By Hannah Cook, Staff Writer

A homeless man’s voice filled the First United Methodist Church. “Jesus’ blood never failed me yet,” he sang. It was like you could see him in a crackling black and white film, his face dirty and unshaven. “There’s one thing I know, for he loves me so," he continued, the scratches of the recording bouncing off the pillars and stained glass.

After a couple of loops, the Ohio University New Music Ensemble began easing its way into the song. One by one, different instruments blossomed: violins, an upright bass, a cello, a guitar, a xylophone. It was a steady progression, obscuring the beginning and end of the song. A climax for the piece never really came before regressing soundly back to the homeless man singing alone. His voice faded out and the audience clapped, but only when it knew there was not a trace of him left.

That piece, "Jesus’ Blood Never Failed Me Yet," composed by Gavin Bryars, was one of many that Aaron Butler found a calming intrigue in. Butler studied music history and literature at Ohio University and since has found himself a comfortable place in the Athens music scene. Percussion is his specialty, but he likes to do unconventional things with it. Butler is creating contemporary classical music.

“It’s kind of foreign to our culture and people don’t really think classical music as being something that’s existing now,” he says. We’re sitting in the music library of Glidden Hall on a Friday evening in spring. Few, if any, other people are in the building. Books are scattered and stacked in a half circle around Butler: some for music history, others full of compositions.

Through projects like the Ohio University New Music Ensemble, Butler aimed to bridge the many gaps between centuries worth of musical trends. The nobrow.music.collective, an “amorphous” band that is “whatever it needs to be at any given moment,” according to Butler, is another means to make more sense of the timelessness of music and sounds.

After all, nothing would exist now had it not existed before. There’s a certain chain of influence that happens within music and because of that, there is always an essence to a sound or song that is larger and wiser than what it appears to be.

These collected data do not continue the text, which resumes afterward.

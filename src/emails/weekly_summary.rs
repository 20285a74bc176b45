//! Seven-day spending summary with the current month's budget status.

use super::{
    EmailOutcome, Rendered, SIGN_OFF, mailer::Mailer, opted_in_users, send_batch,
    users_with_transactions,
};
use crate::{
    core::{
        budget::get_budgets_for_month,
        money::format_cents,
        transaction::get_transactions_for_month,
    },
    entities::{EmailType, Transaction, transaction, user, user_settings},
    errors::Result,
};
use chrono::{Datelike, Days, NaiveDate};
use sea_orm::prelude::*;
use std::collections::HashMap;
use std::fmt::Write;

/// Cents recorded under one category.
#[derive(Debug, Clone, PartialEq, Eq)]
pub struct CategoryTotal {
    /// Category name
    pub category: String,
    /// Total in cents
    pub total_cents: i64,
}

/// A current-month budget compared with its spending.
#[derive(Debug, Clone, PartialEq, Eq)]
pub struct BudgetRemaining {
    /// Category name
    pub category: String,
    /// Amount plus carry-over, in cents
    pub budget_cents: i64,
    /// Spent this month, in cents
    pub spent_cents: i64,
    /// `budget - spent`, negative when over budget
    pub remaining_cents: i64,
}

/// Figures for one weekly summary.
#[derive(Debug, Clone, PartialEq, Eq)]
pub struct WeeklySummaryData {
    /// Last seven days per category, largest first
    pub totals_by_category: Vec<CategoryTotal>,
    /// Current month budgets, tightest first
    pub remaining_budgets: Vec<BudgetRemaining>,
    /// Sum of `totals_by_category`
    pub grand_total_cents: i64,
}

/// Opted-in users with a transaction dated within the last seven days.
pub async fn get_users_needing_weekly_summary(
    db: &DatabaseConnection,
    today: NaiveDate,
) -> Result<Vec<user::Model>> {
    let since = today - Days::new(7);
    let active = users_with_transactions(db, since, None).await?;
    Ok(opted_in_users(db, user_settings::Column::WeeklySummaryEnabled)
        .await?
        .into_iter()
        .filter(|u| active.contains(&u.id))
        .collect())
}

/// Budgets of the current month with what has been spent against them.
pub async fn calculate_remaining_budgets(
    db: &DatabaseConnection,
    user_id: i64,
    today: NaiveDate,
) -> Result<Vec<BudgetRemaining>> {
    let budgets = get_budgets_for_month(db, user_id, today.year(), today.month()).await?;
    let transactions = get_transactions_for_month(db, user_id, today.year(), today.month()).await?;

    let mut remaining: Vec<BudgetRemaining> = budgets
        .into_iter()
        .map(|budget| {
            let spent_cents = transactions
                .iter()
                .filter(|t| {
                    t.transaction_type == budget.budget_type && t.category == budget.category
                })
                .map(|t| t.amount_cents)
                .sum();
            let budget_cents = budget.amount_cents + budget.carried_over_cents;
            BudgetRemaining {
                category: budget.category,
                budget_cents,
                spent_cents,
                remaining_cents: budget_cents - spent_cents,
            }
        })
        .collect();
    remaining.sort_by_key(|b| b.remaining_cents);
    Ok(remaining)
}

/// Category totals of the last seven days and the month's budget status.
pub async fn calculate_weekly_totals(
    db: &DatabaseConnection,
    user_id: i64,
    today: NaiveDate,
) -> Result<WeeklySummaryData> {
    let since = today - Days::new(7);
    let transactions = Transaction::find()
        .filter(transaction::Column::UserId.eq(user_id))
        .filter(transaction::Column::DateOfExpense.gte(since))
        .all(db)
        .await?;

    let mut by_category: HashMap<String, i64> = HashMap::new();
    for tx in transactions {
        *by_category.entry(tx.category).or_default() += tx.amount_cents;
    }
    let mut totals_by_category: Vec<CategoryTotal> = by_category
        .into_iter()
        .map(|(category, total_cents)| CategoryTotal { category, total_cents })
        .collect();
    totals_by_category.sort_by(|a, b| {
        b.total_cents
            .cmp(&a.total_cents)
            .then_with(|| a.category.cmp(&b.category))
    });

    Ok(WeeklySummaryData {
        grand_total_cents: totals_by_category.iter().map(|c| c.total_cents).sum(),
        totals_by_category,
        remaining_budgets: calculate_remaining_budgets(db, user_id, today).await?,
    })
}

/// Subject line.
#[must_use]
pub fn build_weekly_summary_subject() -> String {
    "Your Weekly Spending Summary".to_string()
}

/// Message body.
#[must_use]
pub fn build_weekly_summary_content(user: &user::Model, data: &WeeklySummaryData) -> String {
    let mut content = format!(
        "Hello {},\n\nHere's a summary of your spending over the past 7 days:\n\n--- SPENDING BY CATEGORY ---\n",
        user.display_name()
    );

    if data.totals_by_category.is_empty() {
        content.push_str("No expenses recorded this week.\n\n");
    } else {
        for total in &data.totals_by_category {
            let _ = writeln!(content, "{}: ${}", total.category, format_cents(total.total_cents));
        }
        let _ = write!(content, "\nTotal Spent: ${}\n\n", format_cents(data.grand_total_cents));
    }

    if !data.remaining_budgets.is_empty() {
        content.push_str("--- BUDGET STATUS ---\n");
        for budget in &data.remaining_budgets {
            let _ = write!(
                content,
                "{}: ${} / ${} ",
                budget.category,
                format_cents(budget.spent_cents),
                format_cents(budget.budget_cents)
            );
            if budget.remaining_cents >= 0 {
                let _ = writeln!(content, "(${} remaining)", format_cents(budget.remaining_cents));
            } else {
                let _ = writeln!(
                    content,
                    "(${} over budget)",
                    format_cents(-budget.remaining_cents)
                );
            }
        }
        content.push('\n');
    }

    content.push_str("Keep up the great work tracking your finances!\n\n");
    content.push_str(SIGN_OFF);
    content
}

/// Sends the summary to every eligible user.
pub async fn send_weekly_summaries(
    db: &DatabaseConnection,
    mailer: &dyn Mailer,
    today: NaiveDate,
) -> Result<EmailOutcome> {
    let mut messages = Vec::new();
    for user in get_users_needing_weekly_summary(db, today).await? {
        let data = calculate_weekly_totals(db, user.id, today).await?;
        messages.push(Rendered {
            subject: build_weekly_summary_subject(),
            content: build_weekly_summary_content(&user, &data),
            user,
        });
    }
    send_batch(db, mailer, EmailType::WeeklySummary, messages).await
}

#[cfg(test)]
mod tests {
    use super::*;
    use crate::emails::mailer::OutboxMailer;
    use crate::entities::TransactionType;
    use crate::test_utils::{
        create_test_budget, create_test_transaction, create_test_user, date, setup_test_db,
    };

    #[tokio::test]
    async fn test_weekly_totals_and_budget_status() -> Result<()> {
        let db = setup_test_db().await?;
        let user = create_test_user(&db, "alice").await?;
        create_test_budget(
            &db,
            user.id,
            TransactionType::Need,
            "Groceries",
            20_000,
            2025,
            3,
            false,
        )
        .await?;
        create_test_budget(
            &db,
            user.id,
            TransactionType::Want,
            "Dining",
            5_000,
            2025,
            3,
            false,
        )
        .await?;
        create_test_transaction(
            &db,
            user.id,
            TransactionType::Need,
            "Groceries",
            4_000,
            date(2025, 3, 2),
        )
        .await?;
        create_test_transaction(
            &db,
            user.id,
            TransactionType::Need,
            "Groceries",
            3_000,
            date(2025, 3, 12),
        )
        .await?;
        create_test_transaction(
            &db,
            user.id,
            TransactionType::Want,
            "Dining",
            6_500,
            date(2025, 3, 13),
        )
        .await?;

        let data = calculate_weekly_totals(&db, user.id, date(2025, 3, 15)).await?;
        assert_eq!(data.totals_by_category[0].category, "Dining");
        assert_eq!(data.totals_by_category[1].total_cents, 3_000);
        assert_eq!(data.grand_total_cents, 9_500);

        assert_eq!(data.remaining_budgets[0].category, "Dining");
        assert_eq!(data.remaining_budgets[0].remaining_cents, -1_500);
        assert_eq!(data.remaining_budgets[1].spent_cents, 7_000);

        let content = build_weekly_summary_content(&user, &data);
        assert!(content.contains("Dining: $65.00\nGroceries: $30.00\n\nTotal Spent: $95.00\n\n"));
        assert!(content.contains("Dining: $65.00 / $50.00 ($15.00 over budget)\n"));
        assert!(content.contains("Groceries: $70.00 / $200.00 ($130.00 remaining)\n"));
        Ok(())
    }

    #[tokio::test]
    async fn test_inactive_users_get_no_summary() -> Result<()> {
        let db = setup_test_db().await?;
        let active = create_test_user(&db, "active").await?;
        create_test_user(&db, "idle").await?;
        create_test_transaction(
            &db,
            active.id,
            TransactionType::Need,
            "Rent",
            100,
            date(2025, 3, 14),
        )
        .await?;
        let mailer = OutboxMailer::new("noreply@test");

        let outcome = send_weekly_summaries(&db, &mailer, date(2025, 3, 15)).await?;
        assert_eq!(outcome, EmailOutcome { sent: 1, failed: 0 });
        assert_eq!(mailer.sent().await[0].to, "active@example.com");
        Ok(())
    }
}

Butler and his collective look up to composers, from Brian Eno to Karlheinz Stockhausen to John Cage, who have communicated that idea best.

But despite the fact that this realm of music may be unfamiliar to most people of the present day, Butler and Nobrow’s intent is humble: to simply make its presence known. “We’re not trying to teach people something or enlighten people,” Butler clarifies. “We’re just trying to play this cool music and think that there’s more relevance than people might see."

That relevance manifests itself in slow sounds, some more complex than others. Butler points to Eno’s Music for Airports as an example. “[There are] things that are happening at such a wide interval that you kind of get lost in them,” he says. The piece, released in 1978, was one of the first coined as “ambient,” with reserved sounds--both acoustic and synthesized--fading in and out over the course of 40-some minutes. As minimalistic as the piece is, the effect is stimulating.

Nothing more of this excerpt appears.